[Opening TASK INPUT section]

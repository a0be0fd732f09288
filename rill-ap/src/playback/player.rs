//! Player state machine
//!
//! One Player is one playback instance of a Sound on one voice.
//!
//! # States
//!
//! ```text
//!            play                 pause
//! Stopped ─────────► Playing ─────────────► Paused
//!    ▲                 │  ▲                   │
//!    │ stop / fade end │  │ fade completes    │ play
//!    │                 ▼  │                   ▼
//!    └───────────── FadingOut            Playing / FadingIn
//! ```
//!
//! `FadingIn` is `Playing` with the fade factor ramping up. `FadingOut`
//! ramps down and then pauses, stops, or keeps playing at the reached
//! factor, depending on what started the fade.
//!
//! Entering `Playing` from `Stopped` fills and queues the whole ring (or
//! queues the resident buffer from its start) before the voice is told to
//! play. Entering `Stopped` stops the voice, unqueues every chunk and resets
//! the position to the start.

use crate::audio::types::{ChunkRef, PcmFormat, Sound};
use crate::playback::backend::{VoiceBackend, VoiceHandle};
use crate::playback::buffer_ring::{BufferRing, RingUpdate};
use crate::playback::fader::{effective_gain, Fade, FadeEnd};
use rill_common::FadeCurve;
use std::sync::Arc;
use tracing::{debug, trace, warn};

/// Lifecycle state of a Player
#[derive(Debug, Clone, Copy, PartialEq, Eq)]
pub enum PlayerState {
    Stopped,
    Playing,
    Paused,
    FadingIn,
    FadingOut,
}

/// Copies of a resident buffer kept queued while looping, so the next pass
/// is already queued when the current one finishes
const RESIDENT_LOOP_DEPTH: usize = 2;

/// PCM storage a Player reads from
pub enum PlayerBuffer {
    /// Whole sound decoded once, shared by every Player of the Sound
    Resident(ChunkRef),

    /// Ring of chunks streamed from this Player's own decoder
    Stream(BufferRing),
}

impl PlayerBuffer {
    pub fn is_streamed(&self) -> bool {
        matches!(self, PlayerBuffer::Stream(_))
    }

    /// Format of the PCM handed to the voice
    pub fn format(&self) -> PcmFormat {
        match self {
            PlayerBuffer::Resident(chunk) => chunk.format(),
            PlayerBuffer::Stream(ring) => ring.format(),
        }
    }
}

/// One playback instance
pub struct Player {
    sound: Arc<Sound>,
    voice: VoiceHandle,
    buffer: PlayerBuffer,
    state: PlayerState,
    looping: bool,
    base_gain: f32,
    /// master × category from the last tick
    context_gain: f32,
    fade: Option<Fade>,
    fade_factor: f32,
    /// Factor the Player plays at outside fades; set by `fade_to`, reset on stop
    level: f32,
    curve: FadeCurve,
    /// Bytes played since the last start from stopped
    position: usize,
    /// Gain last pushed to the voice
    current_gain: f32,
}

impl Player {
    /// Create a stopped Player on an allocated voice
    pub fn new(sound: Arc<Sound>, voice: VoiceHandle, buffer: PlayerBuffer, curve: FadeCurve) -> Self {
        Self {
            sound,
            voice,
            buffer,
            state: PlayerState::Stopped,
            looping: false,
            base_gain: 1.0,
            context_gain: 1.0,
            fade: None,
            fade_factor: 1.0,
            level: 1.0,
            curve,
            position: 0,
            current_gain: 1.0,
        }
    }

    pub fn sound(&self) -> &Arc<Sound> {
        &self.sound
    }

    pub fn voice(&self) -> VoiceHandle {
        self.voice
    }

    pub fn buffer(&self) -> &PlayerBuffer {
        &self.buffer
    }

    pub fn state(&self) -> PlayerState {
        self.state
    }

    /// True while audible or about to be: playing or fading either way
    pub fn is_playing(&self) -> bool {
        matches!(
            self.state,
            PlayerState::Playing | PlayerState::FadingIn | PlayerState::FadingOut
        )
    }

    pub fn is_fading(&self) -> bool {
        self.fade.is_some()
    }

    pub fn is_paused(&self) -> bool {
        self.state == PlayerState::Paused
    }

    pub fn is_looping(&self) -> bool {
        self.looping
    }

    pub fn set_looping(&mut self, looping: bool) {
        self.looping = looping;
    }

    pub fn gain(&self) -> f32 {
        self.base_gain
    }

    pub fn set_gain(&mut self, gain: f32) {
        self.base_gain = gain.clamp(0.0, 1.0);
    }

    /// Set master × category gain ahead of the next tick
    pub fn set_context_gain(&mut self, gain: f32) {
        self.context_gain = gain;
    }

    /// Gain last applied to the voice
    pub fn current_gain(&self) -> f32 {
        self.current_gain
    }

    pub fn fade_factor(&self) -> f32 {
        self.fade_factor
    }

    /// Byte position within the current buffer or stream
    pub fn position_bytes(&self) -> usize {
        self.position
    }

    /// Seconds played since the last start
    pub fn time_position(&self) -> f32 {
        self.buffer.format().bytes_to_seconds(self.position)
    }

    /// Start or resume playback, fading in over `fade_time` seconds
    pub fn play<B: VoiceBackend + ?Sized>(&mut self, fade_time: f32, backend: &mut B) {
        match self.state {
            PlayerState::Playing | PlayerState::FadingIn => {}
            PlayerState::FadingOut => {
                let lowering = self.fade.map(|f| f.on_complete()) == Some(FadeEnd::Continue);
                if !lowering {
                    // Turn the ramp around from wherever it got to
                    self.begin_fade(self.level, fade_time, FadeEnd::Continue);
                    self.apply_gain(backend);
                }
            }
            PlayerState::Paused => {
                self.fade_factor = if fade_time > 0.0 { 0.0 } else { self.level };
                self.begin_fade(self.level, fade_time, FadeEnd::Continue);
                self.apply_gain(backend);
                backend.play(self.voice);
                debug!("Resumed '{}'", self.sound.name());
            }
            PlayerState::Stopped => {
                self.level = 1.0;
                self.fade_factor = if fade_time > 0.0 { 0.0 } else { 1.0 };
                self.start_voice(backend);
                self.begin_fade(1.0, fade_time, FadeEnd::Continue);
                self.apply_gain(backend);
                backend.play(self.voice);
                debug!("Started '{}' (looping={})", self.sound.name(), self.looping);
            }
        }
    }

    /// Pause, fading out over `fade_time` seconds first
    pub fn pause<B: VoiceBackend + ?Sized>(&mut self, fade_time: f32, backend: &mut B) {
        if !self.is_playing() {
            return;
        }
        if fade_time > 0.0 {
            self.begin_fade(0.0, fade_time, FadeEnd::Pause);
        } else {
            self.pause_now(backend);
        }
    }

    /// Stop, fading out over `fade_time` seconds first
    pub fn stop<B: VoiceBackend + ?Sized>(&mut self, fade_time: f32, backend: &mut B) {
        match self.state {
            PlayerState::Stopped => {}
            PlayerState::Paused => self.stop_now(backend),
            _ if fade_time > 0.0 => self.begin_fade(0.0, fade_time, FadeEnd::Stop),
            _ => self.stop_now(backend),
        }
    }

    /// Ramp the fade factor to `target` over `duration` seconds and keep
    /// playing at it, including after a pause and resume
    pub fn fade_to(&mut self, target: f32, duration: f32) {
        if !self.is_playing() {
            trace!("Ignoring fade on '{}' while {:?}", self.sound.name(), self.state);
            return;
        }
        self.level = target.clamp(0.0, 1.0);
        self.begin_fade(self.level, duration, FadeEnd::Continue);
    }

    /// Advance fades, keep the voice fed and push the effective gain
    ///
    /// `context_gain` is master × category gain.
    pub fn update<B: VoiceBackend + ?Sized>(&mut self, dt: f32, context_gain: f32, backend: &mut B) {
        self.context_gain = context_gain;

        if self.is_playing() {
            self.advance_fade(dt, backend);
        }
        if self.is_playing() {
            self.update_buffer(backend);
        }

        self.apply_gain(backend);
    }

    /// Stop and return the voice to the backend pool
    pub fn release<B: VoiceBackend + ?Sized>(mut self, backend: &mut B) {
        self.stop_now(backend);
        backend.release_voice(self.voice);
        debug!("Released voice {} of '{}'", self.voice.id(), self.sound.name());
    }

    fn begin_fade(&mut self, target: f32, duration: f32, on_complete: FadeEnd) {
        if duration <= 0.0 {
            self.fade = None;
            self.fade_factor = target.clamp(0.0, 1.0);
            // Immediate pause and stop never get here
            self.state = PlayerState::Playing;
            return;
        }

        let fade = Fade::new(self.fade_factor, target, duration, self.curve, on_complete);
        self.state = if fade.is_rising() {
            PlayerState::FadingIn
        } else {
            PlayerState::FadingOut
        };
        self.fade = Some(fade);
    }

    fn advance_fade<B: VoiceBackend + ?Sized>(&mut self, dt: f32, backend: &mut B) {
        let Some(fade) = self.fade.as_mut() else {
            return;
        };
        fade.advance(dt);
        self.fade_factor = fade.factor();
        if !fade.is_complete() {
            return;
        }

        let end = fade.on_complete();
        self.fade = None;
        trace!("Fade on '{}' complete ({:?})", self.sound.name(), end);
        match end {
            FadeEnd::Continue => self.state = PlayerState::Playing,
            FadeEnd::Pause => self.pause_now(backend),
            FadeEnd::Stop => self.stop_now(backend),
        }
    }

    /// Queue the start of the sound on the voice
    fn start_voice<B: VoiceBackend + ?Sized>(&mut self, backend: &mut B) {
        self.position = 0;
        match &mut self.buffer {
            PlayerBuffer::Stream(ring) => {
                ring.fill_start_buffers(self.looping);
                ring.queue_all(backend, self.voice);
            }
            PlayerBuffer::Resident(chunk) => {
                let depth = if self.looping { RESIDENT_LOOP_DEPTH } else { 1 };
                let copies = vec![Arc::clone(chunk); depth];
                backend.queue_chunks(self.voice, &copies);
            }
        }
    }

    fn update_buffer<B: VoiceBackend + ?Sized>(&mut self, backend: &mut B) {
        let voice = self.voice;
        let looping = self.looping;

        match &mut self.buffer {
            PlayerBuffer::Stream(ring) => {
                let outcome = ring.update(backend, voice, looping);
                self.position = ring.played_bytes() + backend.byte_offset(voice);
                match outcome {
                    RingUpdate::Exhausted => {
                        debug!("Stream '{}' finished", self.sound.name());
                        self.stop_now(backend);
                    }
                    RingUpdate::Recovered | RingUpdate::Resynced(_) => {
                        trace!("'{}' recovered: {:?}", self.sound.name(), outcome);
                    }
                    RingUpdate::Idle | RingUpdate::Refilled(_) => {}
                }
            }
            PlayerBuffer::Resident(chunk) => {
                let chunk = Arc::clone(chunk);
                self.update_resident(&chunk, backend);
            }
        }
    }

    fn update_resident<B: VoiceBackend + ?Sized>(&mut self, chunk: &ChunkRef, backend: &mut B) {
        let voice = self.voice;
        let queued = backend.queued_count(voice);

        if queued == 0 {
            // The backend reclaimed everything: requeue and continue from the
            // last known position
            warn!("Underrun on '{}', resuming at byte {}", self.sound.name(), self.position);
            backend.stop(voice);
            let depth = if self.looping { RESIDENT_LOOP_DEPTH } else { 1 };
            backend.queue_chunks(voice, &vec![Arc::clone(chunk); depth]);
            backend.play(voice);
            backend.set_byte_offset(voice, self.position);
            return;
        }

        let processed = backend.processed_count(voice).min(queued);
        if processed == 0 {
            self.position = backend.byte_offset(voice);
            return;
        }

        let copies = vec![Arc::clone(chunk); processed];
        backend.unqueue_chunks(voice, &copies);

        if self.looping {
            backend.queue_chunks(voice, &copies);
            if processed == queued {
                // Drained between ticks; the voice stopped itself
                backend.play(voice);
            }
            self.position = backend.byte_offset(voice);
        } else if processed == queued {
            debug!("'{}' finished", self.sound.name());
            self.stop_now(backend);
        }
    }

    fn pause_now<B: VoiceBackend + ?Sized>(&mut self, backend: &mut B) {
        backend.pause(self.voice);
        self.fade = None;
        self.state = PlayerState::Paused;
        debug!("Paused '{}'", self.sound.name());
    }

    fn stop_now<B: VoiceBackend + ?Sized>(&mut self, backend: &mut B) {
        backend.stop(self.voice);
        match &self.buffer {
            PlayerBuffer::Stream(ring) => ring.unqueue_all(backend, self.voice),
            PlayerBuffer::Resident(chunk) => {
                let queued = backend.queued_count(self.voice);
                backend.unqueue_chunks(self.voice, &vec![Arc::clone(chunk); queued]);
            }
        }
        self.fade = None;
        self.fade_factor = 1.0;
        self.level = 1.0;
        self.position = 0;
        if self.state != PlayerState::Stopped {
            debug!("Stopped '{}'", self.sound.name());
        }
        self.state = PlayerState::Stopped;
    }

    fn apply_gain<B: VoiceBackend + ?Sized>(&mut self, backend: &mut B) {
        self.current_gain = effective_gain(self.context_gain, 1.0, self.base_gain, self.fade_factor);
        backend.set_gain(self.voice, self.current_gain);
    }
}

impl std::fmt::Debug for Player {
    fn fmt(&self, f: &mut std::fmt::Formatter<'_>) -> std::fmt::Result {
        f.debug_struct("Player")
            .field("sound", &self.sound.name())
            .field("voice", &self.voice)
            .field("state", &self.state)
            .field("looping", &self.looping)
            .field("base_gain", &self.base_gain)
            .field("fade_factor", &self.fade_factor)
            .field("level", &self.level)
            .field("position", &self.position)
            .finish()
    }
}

[Closing TASK INPUT section]

(EXERCISE OBJECTIVE) All lines from the first line of the listing above through the line containing "chunk and resets" are to be retyped exactly. Leave out any other line.

(EXERCISE RESULT)
repository a0be0fd732f09288
filename rill-ap/src/playback/player.rs
//! Player state machine
//!
//! One Player is one playback instance of a Sound on one voice.
//!
//! # States
//!
//! ```text
//!            play                 pause
//! Stopped ─────────► Playing ─────────────► Paused
//!    ▲                 │  ▲                   │
//!    │ stop / fade end │  │ fade completes    │ play
//!    │                 ▼  │                   ▼
//!    └───────────── FadingOut            Playing / FadingIn
//! ```
//!
//! `FadingIn` is `Playing` with the fade factor ramping up. `FadingOut`
//! ramps down and then pauses, stops, or keeps playing at the reached
//! factor, depending on what started the fade.
//!
//! Entering `Playing` from `Stopped` fills and queues the whole ring (or
//! queues the resident buffer from its start) before the voice is told to
//! play. Entering `Stopped` stops the voice, unqueues every chunk and resets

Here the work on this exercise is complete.